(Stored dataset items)

···

//! Analysis prompt assembly (PRD-34).
//!
//! Builds the single prompt handed to the analysis provider from the
//! artifacts accumulated by earlier stages. Context is capped so prompt
//! size stays bounded regardless of input volume.

use crate::correlation::{ErrorSignature, IncidentCluster};

/// Maximum incident clusters quoted in the prompt context.
const MAX_PROMPT_INCIDENTS: usize = 5;

/// Maximum error signatures quoted in the prompt context.
const MAX_PROMPT_SIGNATURES: usize = 8;

/// Inputs for [`build_analysis_prompt`].
#[derive(Debug, Clone)]
pub struct AnalysisContext<'a> {
    /// Classified log format label (e.g. `"json-lines"`).
    pub format: &'a str,
    pub line_count: usize,
    pub items_redacted: usize,
    pub incidents: &'a [IncidentCluster],
    pub signatures: &'a [ErrorSignature],
}

/// Render the instruction prompt for the analysis provider.
///
/// The provider sees only redacted material: representatives and
/// signatures are taken from post-redaction text.
pub fn build_analysis_prompt(ctx: &AnalysisContext<'_>) -> String {
    let mut prompt = String::with_capacity(1024);

    prompt.push_str(
        "You are an incident analyst. Given the findings below from an uploaded log, \
         write a concise incident narrative: probable root cause, impact, and suggested \
         next steps. Do not invent details that are not supported by the findings.\n\n",
    );
    prompt.push_str(&format!(
        "Log format: {}\nLines analyzed: {}\nSensitive items redacted: {}\n",
        ctx.format, ctx.line_count, ctx.items_redacted
    ));

    if ctx.incidents.is_empty() {
        prompt.push_str("\nNo correlated incident clusters were found.\n");
    } else {
        prompt.push_str(&format!(
            "\nTop incident clusters ({} of {}):\n",
            ctx.incidents.len().min(MAX_PROMPT_INCIDENTS),
            ctx.incidents.len()
        ));
        for (i, cluster) in ctx.incidents.iter().take(MAX_PROMPT_INCIDENTS).enumerate() {
            prompt.push_str(&format!(
                "{}. [{} chunks] {}\n",
                i + 1,
                cluster.chunk_indices.len(),
                cluster.representative
            ));
        }
    }

    if !ctx.signatures.is_empty() {
        prompt.push_str("\nRepeated error signatures:\n");
        for sig in ctx.signatures.iter().take(MAX_PROMPT_SIGNATURES) {
            prompt.push_str(&format!("- ({}x) {}\n", sig.occurrences, sig.signature));
        }
    }

    prompt
}

#[cfg(test)]
mod tests {
    use super::*;

    fn sample_cluster(text: &str, size: usize) -> IncidentCluster {
        IncidentCluster {
            chunk_indices: (0..size).collect(),
            representative: text.to_string(),
        }
    }

    #[test]
    fn prompt_includes_counts_and_format() {
        let ctx = AnalysisContext {
            format: "syslog",
            line_count: 120,
            items_redacted: 4,
            incidents: &[],
            signatures: &[],
        };
        let prompt = build_analysis_prompt(&ctx);
        assert!(prompt.contains("Log format: syslog"));
        assert!(prompt.contains("Lines analyzed: 120"));
        assert!(prompt.contains("redacted: 4"));
        assert!(prompt.contains("No correlated incident clusters"));
    }

    #[test]
    fn incidents_are_capped() {
        let clusters: Vec<_> = (0..10)
            .map(|i| sample_cluster(&format!("incident {i}"), 1))
            .collect();
        let ctx = AnalysisContext {
            format: "text",
            line_count: 10,
            items_redacted: 0,
            incidents: &clusters,
            signatures: &[],
        };
        let prompt = build_analysis_prompt(&ctx);
        assert!(prompt.contains("incident 4"));
        assert!(!prompt.contains("incident 5"));
    }

    #[test]
    fn signatures_listed_with_counts() {
        let sigs = vec![ErrorSignature {
            signature: "ERROR timeout after <N>s".to_string(),
            occurrences: 7,
        }];
        let ctx = AnalysisContext {
            format: "text",
            line_count: 7,
            items_redacted: 0,
            incidents: &[],
            signatures: &sigs,
        };
        let prompt = build_analysis_prompt(&ctx);
        assert!(prompt.contains("(7x) ERROR timeout after <N>s"));
    }
}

···

● **Task item**:
Return all lines from the data that include the string "analyzed".

● **Solution to this task**:
        "Log format: {}\nLines analyzed: {}\nSensitive items redacted: {}\n",
        assert!(prompt.contains("Lines analyzed: 120"));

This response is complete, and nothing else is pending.